Ard Biesheuvel Sept. 22, 2022, 3:05 p.m. UTC | #9
On Thu, 22 Sept 2022 at 16:56, Demi Marie Obenour
<demi@invisiblethingslab.com> wrote:
>
> On Thu, Sep 22, 2022 at 08:12:14AM +0200, Jan Beulich wrote:
> > On 22.09.2022 03:09, Demi Marie Obenour wrote:
> > > On Wed, Sep 21, 2022 at 10:34:04PM +0200, Jan Beulich wrote:
> > >> On 20.09.2022 18:09, Ard Biesheuvel wrote:
> > >>> On Tue, 20 Sept 2022 at 17:54, Jan Beulich <jbeulich@suse.com> wrote:
> > >>>>
> > >>>> On 20.09.2022 17:36, Ard Biesheuvel wrote:
> > >>>>> On Mon, 19 Sept 2022 at 21:33, Demi Marie Obenour
> > >>>>> <demi@invisiblethingslab.com> wrote:
> > >>>>>>
> > >>>>>> fwupd requires access to the EFI System Resource Table (ESRT) to
> > >>>>>> discover which firmware can be updated by the OS.  Currently, Linux does
> > >>>>>> not expose the ESRT when running as a Xen dom0.  Therefore, it is not
> > >>>>>> possible to use fwupd in a Xen dom0, which is a serious problem for e.g.
> > >>>>>> Qubes OS.
> > >>>>>>
> > >>>>>> Before Xen 4.16, this was not fixable due to hypervisor limitations.

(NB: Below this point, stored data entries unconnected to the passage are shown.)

//! Configuration for a single typewriter session.

use std::time::Duration;

use serde::{Deserialize, Serialize};
use thiserror::Error;

/// Default milliseconds per revealed character.
pub const DEFAULT_SPEED_MS: f64 = 30.0;

/// Default random jitter applied to each delay (fraction of nominal).
pub const DEFAULT_RANDOMNESS: f64 = 0.15;

/// Errors raised by [`TypewriterOptions::validate`].
#[derive(Debug, Clone, PartialEq, Error)]
pub enum OptionsError {
    /// Speed was negative, NaN or infinite.
    #[error("speed must be a finite, non-negative number of milliseconds (got {0})")]
    InvalidSpeed(f64),

    /// Randomness outside of `[0, 1]`.
    #[error("randomness must be within [0, 1] (got {0})")]
    InvalidRandomness(f64),

    /// A speed multiplier was zero, negative or not finite.
    #[error("speed adjustment '{name}' must be a finite positive multiplier (got {value})")]
    InvalidAdjustment { name: &'static str, value: f64 },

    /// The slowest per-character delay does not fit in a `Duration`.
    #[error("speed {speed_ms} ms with the configured adjustments yields delays that are too long")]
    DelayTooLong { speed_ms: f64 },
}

/// Upper bound for any nominal per-character delay, in milliseconds.
const MAX_DELAY_MS: f64 = u64::MAX as f64;

// ============================================================
// THINKING PAUSES
// ============================================================

/// Extra delay inserted after a sentence boundary.
///
/// Deserializes from either a boolean (`true` = [`ThinkingPauses::Auto`])
/// or an integer number of milliseconds. A fixed value of `0` means disabled.
#[derive(Debug, Clone, Copy, PartialEq, Eq, Default, Serialize, Deserialize)]
#[serde(from = "ThinkingPausesRepr", into = "ThinkingPausesRepr")]
pub enum ThinkingPauses {
    /// No pauses, and no sentence detection.
    Disabled,
    /// Pause length derived from the length of the finished sentence.
    #[default]
    Auto,
    /// Always pause for the given duration.
    Fixed(Duration),
}

impl ThinkingPauses {
    /// Creates a fixed pause from milliseconds; `0` disables pauses.
    pub fn fixed_ms(ms: u64) -> Self {
        if ms == 0 {
            Self::Disabled
        } else {
            Self::Fixed(Duration::from_millis(ms))
        }
    }

    /// Returns `true` unless pauses are disabled.
    #[inline]
    pub fn is_enabled(&self) -> bool {
        !matches!(self, Self::Disabled)
    }
}

#[derive(Debug, Clone, Copy, Serialize, Deserialize)]
#[serde(untagged)]
enum ThinkingPausesRepr {
    Flag(bool),
    Millis(u64),
}

impl From<ThinkingPausesRepr> for ThinkingPauses {
    fn from(repr: ThinkingPausesRepr) -> Self {
        match repr {
            ThinkingPausesRepr::Flag(true) => Self::Auto,
            ThinkingPausesRepr::Flag(false) => Self::Disabled,
            ThinkingPausesRepr::Millis(ms) => Self::fixed_ms(ms),
        }
    }
}

impl From<ThinkingPauses> for ThinkingPausesRepr {
    fn from(pauses: ThinkingPauses) -> Self {
        match pauses {
            ThinkingPauses::Disabled => Self::Flag(false),
            ThinkingPauses::Auto => Self::Flag(true),
            ThinkingPauses::Fixed(d) => Self::Millis(d.as_millis() as u64),
        }
    }
}

// ============================================================
// SPEED ADJUSTMENTS
// ============================================================

/// Per-content speed multipliers.
#[derive(Debug, Clone, Copy, PartialEq, Serialize, Deserialize)]
#[serde(default)]
pub struct SpeedAdjustments {
    /// Divisor applied to the base delay inside fenced code.
    pub code_block: f64,
    /// Carried for configuration compatibility; not applied to timing.
    pub long_text: f64,
    /// Multiplier applied to the base delay on punctuation.
    pub punctuation: f64,
}

impl Default for SpeedAdjustments {
    fn default() -> Self {
        Self {
            code_block: 3.0,
            long_text: 1.5,
            punctuation: 0.5,
        }
    }
}

// ============================================================
// OPTIONS
// ============================================================

/// Options recognised by a [`TypewriterSession`](super::TypewriterSession).
#[derive(Debug, Clone, PartialEq, Serialize, Deserialize)]
#[serde(default)]
pub struct TypewriterOptions {
    /// Base milliseconds per character.
    pub speed_ms: f64,
    /// Delay jitter as a fraction of nominal, in `[0, 1]`.
    pub randomness: f64,
    /// Start revealing as soon as text is set.
    pub auto_start: bool,
    /// Whether skip-to-end is honoured.
    pub interruptible: bool,
    /// Sentence pause policy.
    pub thinking_pauses: ThinkingPauses,
    /// Content-dependent speed multipliers.
    pub speed_adjustments: SpeedAdjustments,
    /// Fixed RNG seed; a fresh OS seed is used when absent.
    #[serde(skip_serializing_if = "Option::is_none")]
    pub seed: Option<u64>,
}

impl Default for TypewriterOptions {
    fn default() -> Self {
        Self {
            speed_ms: DEFAULT_SPEED_MS,
            randomness: DEFAULT_RANDOMNESS,
            auto_start: true,
            interruptible: true,
            thinking_pauses: ThinkingPauses::Auto,
            speed_adjustments: SpeedAdjustments::default(),
            seed: None,
        }
    }
}

impl TypewriterOptions {
    #[must_use]
    pub fn with_speed_ms(mut self, speed_ms: f64) -> Self {
        self.speed_ms = speed_ms;
        self
    }

    #[must_use]
    pub fn with_randomness(mut self, randomness: f64) -> Self {
        self.randomness = randomness;
        self
    }

    #[must_use]
    pub fn with_auto_start(mut self, auto_start: bool) -> Self {
        self.auto_start = auto_start;
        self
    }

    #[must_use]
    pub fn with_interruptible(mut self, interruptible: bool) -> Self {
        self.interruptible = interruptible;
        self
    }

    #[must_use]
    pub fn with_thinking_pauses(mut self, pauses: ThinkingPauses) -> Self {
        self.thinking_pauses = pauses;
        self
    }

    #[must_use]
    pub fn with_speed_adjustments(mut self, adjustments: SpeedAdjustments) -> Self {
        self.speed_adjustments = adjustments;
        self
    }

    #[must_use]
    pub fn with_seed(mut self, seed: u64) -> Self {
        self.seed = Some(seed);
        self
    }

    /// Auto-start is held back while the user is typing.
    #[inline]
    pub fn should_auto_start(&self, user_typing: bool) -> bool {
        self.auto_start && !user_typing
    }

    /// Checks value ranges.
    pub fn validate(&self) -> Result<(), OptionsError> {
        if !self.speed_ms.is_finite() || self.speed_ms < 0.0 {
            return Err(OptionsError::InvalidSpeed(self.speed_ms));
        }
        if !(0.0..=1.0).contains(&self.randomness) {
            return Err(OptionsError::InvalidRandomness(self.randomness));
        }
        let adj = &self.speed_adjustments;
        for (name, value) in [
            ("code_block", adj.code_block),
            ("long_text", adj.long_text),
            ("punctuation", adj.punctuation),
        ] {
            if !value.is_finite() || value <= 0.0 {
                return Err(OptionsError::InvalidAdjustment { name, value });
            }
        }
        let slowest = self.speed_ms
            * adj.punctuation.max(1.0 / adj.code_block).max(1.0)
            * (1.0 + self.randomness);
        if !slowest.is_finite() || slowest > MAX_DELAY_MS {
            return Err(OptionsError::DelayTooLong {
                speed_ms: self.speed_ms,
            });
        }
        Ok(())
    }
}
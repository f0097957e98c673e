//! Typewriter status and notification hooks.

use std::fmt;

/// Lifecycle of a typewriter session.
///
/// ```text
/// Idle ──start──▶ Typing ──pause──▶ Paused
///                  │  ▲               │
///                  │  └────resume─────┘
///                  ▼
///              Completed
/// ```
///
/// `reset` (or a text change) returns any state to `Idle`.
#[derive(Debug, Clone, Copy, PartialEq, Eq, Default)]
pub enum TypewriterStatus {
    /// Nothing revealed, no tick scheduled.
    #[default]
    Idle,
    /// A tick is scheduled for the next character.
    Typing,
    /// Reveal frozen; no tick scheduled.
    Paused,
    /// The whole text is shown.
    Completed,
}

impl TypewriterStatus {
    #[inline]
    pub fn is_typing(&self) -> bool {
        matches!(self, Self::Typing)
    }

    #[inline]
    pub fn is_completed(&self) -> bool {
        matches!(self, Self::Completed)
    }

    #[inline]
    pub fn is_paused(&self) -> bool {
        matches!(self, Self::Paused)
    }

    pub fn label(&self) -> &'static str {
        match self {
            Self::Idle => "idle",
            Self::Typing => "typing",
            Self::Paused => "paused",
            Self::Completed => "completed",
        }
    }
}

impl fmt::Display for TypewriterStatus {
    fn fmt(&self, f: &mut fmt::Formatter<'_>) -> fmt::Result {
        f.write_str(self.label())
    }
}

pub type CompleteHook = Box<dyn FnMut() + Send>;
pub type SentenceHook = Box<dyn FnMut(&str, usize) + Send>;

/// Callbacks invoked by a session.
#[derive(Default)]
pub struct TypewriterHooks {
    /// Called once per completion, natural or skipped.
    pub on_complete: Option<CompleteHook>,
    /// Called once per sentence boundary with the sentence and its
    /// one-based ordinal.
    pub on_sentence_complete: Option<SentenceHook>,
}

impl fmt::Debug for TypewriterHooks {
    fn fmt(&self, f: &mut fmt::Formatter<'_>) -> fmt::Result {
        f.debug_struct("TypewriterHooks")
            .field("on_complete", &self.on_complete.is_some())
            .field("on_sentence_complete", &self.on_sentence_complete.is_some())
            .finish()
    }
}
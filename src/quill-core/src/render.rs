//! How the revealed prefix of a reply is turned into lines.

use std::fmt;
use std::sync::Arc;

use ratatui::text::Line;

use crate::markdown::{MarkdownRenderer, render_partial_markdown, render_plain};
use crate::style::QuillStyle;

/// Caller-supplied renderer: receives the revealed text, returns lines.
pub type RenderFn = dyn Fn(&str) -> Vec<Line<'static>> + Send + Sync;

/// Rendering strategy used by [`TypewriterView`](crate::widgets::TypewriterView).
#[derive(Clone, Default)]
pub enum RenderStrategy {
    /// A custom renderer, e.g. a full markdown renderer.
    Custom(Arc<RenderFn>),
    /// Fence-splitting renderer; an unterminated fence renders as code.
    #[default]
    BuiltinMarkdown,
    /// Text as-is, no markdown handling.
    PlainText,
}

impl RenderStrategy {
    pub fn custom<F>(f: F) -> Self
    where
        F: Fn(&str) -> Vec<Line<'static>> + Send + Sync + 'static,
    {
        Self::Custom(Arc::new(f))
    }

    /// Full CommonMark rendering through [`MarkdownRenderer`].
    pub fn commonmark(renderer: MarkdownRenderer) -> Self {
        Self::custom(move |text| renderer.render(text))
    }

    pub fn render(&self, text: &str) -> Vec<Line<'static>> {
        match self {
            Self::Custom(f) => f(text),
            Self::BuiltinMarkdown => render_partial_markdown(text, QuillStyle::text()),
            Self::PlainText => render_plain(text, QuillStyle::text()),
        }
    }
}

impl fmt::Debug for RenderStrategy {
    fn fmt(&self, f: &mut fmt::Formatter<'_>) -> fmt::Result {
        match self {
            Self::Custom(_) => f.write_str("Custom(<fn>)"),
            Self::BuiltinMarkdown => f.write_str("BuiltinMarkdown"),
            Self::PlainText => f.write_str("PlainText"),
        }
    }
}
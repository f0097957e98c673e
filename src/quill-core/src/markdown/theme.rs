//! Styles for rendered markdown elements.

use ratatui::style::{Modifier, Style};

use crate::style::{ACCENT, ACCENT_SOFT, CODE, SURFACE_1, TEXT, TEXT_DIM, TEXT_MUTED, USER};

/// Styles for every markdown element the renderer emits.
#[derive(Debug, Clone)]
pub struct MarkdownTheme {
    pub h1: Style,
    pub h2: Style,
    pub h3: Style,
    /// Used for H4 through H6.
    pub h_minor: Style,

    pub bold: Style,
    pub italic: Style,
    pub strikethrough: Style,
    pub code_inline: Style,

    pub blockquote_border: Style,
    pub list_bullet: Style,
    pub list_number: Style,
    pub task_checked: Style,
    pub task_unchecked: Style,

    pub table_border: Style,
    pub table_header_text: Style,
    pub table_cell_text: Style,

    pub link_text: Style,
    pub link_url: Style,
    pub hr: Style,
    pub text: Style,
}

impl MarkdownTheme {
    #[must_use]
    pub fn new() -> Self {
        Self::default()
    }

    /// Returns the heading style for `level` (1-6).
    pub fn header_style(&self, level: u8) -> Style {
        match level {
            1 => self.h1,
            2 => self.h2,
            3 => self.h3,
            _ => self.h_minor,
        }
    }
}

impl Default for MarkdownTheme {
    fn default() -> Self {
        let bold = Modifier::BOLD;
        Self {
            h1: Style::default()
                .fg(ACCENT)
                .add_modifier(bold | Modifier::UNDERLINED),
            h2: Style::default().fg(ACCENT).add_modifier(bold),
            h3: Style::default().fg(ACCENT_SOFT).add_modifier(bold),
            h_minor: Style::default().fg(TEXT).add_modifier(bold),

            bold: Style::default().add_modifier(bold),
            italic: Style::default().add_modifier(Modifier::ITALIC),
            strikethrough: Style::default().add_modifier(Modifier::CROSSED_OUT),
            code_inline: Style::default().fg(CODE).bg(SURFACE_1),

            blockquote_border: Style::default().fg(TEXT_MUTED),
            list_bullet: Style::default().fg(ACCENT_SOFT),
            list_number: Style::default().fg(ACCENT_SOFT),
            task_checked: Style::default().fg(USER),
            task_unchecked: Style::default().fg(TEXT_DIM),

            table_border: Style::default().fg(TEXT_MUTED),
            table_header_text: Style::default().fg(TEXT).add_modifier(bold),
            table_cell_text: Style::default().fg(TEXT),

            link_text: Style::default()
                .fg(ACCENT_SOFT)
                .add_modifier(Modifier::UNDERLINED),
            link_url: Style::default().fg(TEXT_DIM),
            hr: Style::default().fg(TEXT_MUTED),
            text: Style::default().fg(TEXT),
        }
    }
}
//! CLI argument structures and parsing.

use clap::{Args, Parser, Subcommand};
use std::path::PathBuf;

use super::styles::{AFTER_HELP, get_styles};

/// Log verbosity level for CLI output.
#[derive(Debug, Clone, Copy, Default, PartialEq, Eq, clap::ValueEnum)]
pub enum LogLevel {
    /// Only show errors
    Error,
    /// Show warnings and errors
    Warn,
    /// Show informational messages, warnings, and errors (default)
    #[default]
    Info,
    /// Show debug messages and above
    Debug,
    /// Show all messages including trace-level details
    Trace,
}

impl LogLevel {
    /// Convert to tracing filter string.
    pub fn as_filter_str(&self) -> &'static str {
        match self {
            LogLevel::Error => "error",
            LogLevel::Warn => "warn",
            LogLevel::Info => "info",
            LogLevel::Debug => "debug",
            LogLevel::Trace => "trace",
        }
    }

    /// Parse from string (case-insensitive).
    pub fn from_str_loose(s: &str) -> Option<LogLevel> {
        match s.trim().to_lowercase().as_str() {
            "error" => Some(LogLevel::Error),
            "warn" | "warning" => Some(LogLevel::Warn),
            "info" => Some(LogLevel::Info),
            "debug" => Some(LogLevel::Debug),
            "trace" => Some(LogLevel::Trace),
            _ => None,
        }
    }
}

/// Quill - typewriter chat playground
///
/// If no subcommand is specified, starts the interactive chat.
#[derive(Debug, Parser)]
#[command(name = "quill")]
#[command(author, version, about = "Quill - typewriter reveal for AI chat replies", long_about = None)]
#[command(styles = get_styles(), after_help = AFTER_HELP)]
pub struct Cli {
    /// Path to a config file (default: $QUILL_HOME/config.toml)
    #[arg(long = "config", short = 'c', global = true, value_name = "FILE")]
    pub config: Option<PathBuf>,

    /// Log verbosity (also QUILL_LOG_LEVEL)
    #[arg(long = "log-level", global = true, value_enum)]
    pub log_level: Option<LogLevel>,

    /// Enable verbose output (same as --log-level debug)
    #[arg(long = "verbose", short = 'v', global = true)]
    pub verbose: bool,

    #[command(subcommand)]
    pub command: Option<Commands>,
}

/// CLI subcommands.
#[derive(Debug, Subcommand)]
pub enum Commands {
    /// Interactive chat with mock AI replies (default)
    Chat(ChatArgs),

    /// Reveal a text on stdout with the typewriter engine
    Play(PlayArgs),
}

/// Arguments of `quill chat`.
#[derive(Debug, Default, Args)]
pub struct ChatArgs {
    /// Initial speed preset
    #[arg(long, value_enum)]
    pub speed: Option<SpeedArg>,

    /// Delay before a mock reply arrives, in milliseconds
    #[arg(long = "reply-delay", value_name = "MS")]
    pub reply_delay_ms: Option<u64>,

    /// Start with an empty conversation (no greeting)
    #[arg(long)]
    pub no_greeting: bool,
}

/// Speed presets exposed on the command line.
#[derive(Debug, Clone, Copy, PartialEq, Eq, clap::ValueEnum)]
pub enum SpeedArg {
    Fast,
    Medium,
    Slow,
}

/// Arguments of `quill play`.
#[derive(Debug, Args)]
pub struct PlayArgs {
    /// Text to reveal; read from --file or stdin when absent
    #[arg(value_name = "TEXT", conflicts_with = "file")]
    pub text: Option<String>,

    /// Read the text from a file
    #[arg(long, short = 'f', value_name = "PATH")]
    pub file: Option<PathBuf>,

    /// Base milliseconds per character
    #[arg(long, value_name = "MS")]
    pub speed: Option<f64>,

    /// Delay jitter in [0, 1]
    #[arg(long)]
    pub randomness: Option<f64>,

    /// Disable thinking pauses after sentences
    #[arg(long, conflicts_with = "pause_ms")]
    pub no_pauses: bool,

    /// Fixed thinking pause in milliseconds
    #[arg(long = "pause-ms", value_name = "MS")]
    pub pause_ms: Option<u64>,

    /// Seed for the jitter generator
    #[arg(long)]
    pub seed: Option<u64>,
}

> > >>>>>> The UEFI specification requires the ESRT to be in EfiBootServicesData
> > >>>>>> memory, which Xen will use for whatever purposes it likes.  Therefore,
> > >>>>>> Linux cannot safely access the ESRT, as Xen may have overwritten it.
> > >>>>>>
> > >>>>>> Starting with Xen 4.17, Xen checks if the ESRT is in EfiBootServicesData
> > >>>>>> or EfiRuntimeServicesData memory.  If the ESRT is in EfiBootServicesData
> > >>>>>> memory, Xen allocates some memory of type EfiRuntimeServicesData, copies
> > >>>>>> the ESRT to it, and finally replaces the ESRT pointer with a pointer to
> > >>>>>> the copy.  Since Xen will not clobber EfiRuntimeServicesData memory,
> > >>>>>> this ensures that the ESRT can safely be accessed by the OS.  It is safe
> > >>>>>> to access the ESRT under Xen if, and only if, it is in memory of type
> > >>>>>> EfiRuntimeServicesData.
> > >>>>>>
> > >>>>>
> > >>>>> Thanks for the elaborate explanation. This is really helpful.
> > >>>>>
> > >>>>> So here, you are explaining that the only way for Xen to prevent
> > >>>>> itself from potentially clobbering the ESRT is by creating a
> > >>>>> completely new allocation?
> > >>>>
> > >>>> There are surely other ways, e.g. preserving BootServices* regions
> > >>>> alongside RuntimeServices* ones. But as the maintainer of the EFI
> > >>>> code in Xen I don't view this as a reasonable approach.
> > >>>
> > >>> Why not?
> > >>
> > >> Because it's against the intentions the EFI has (or at least had)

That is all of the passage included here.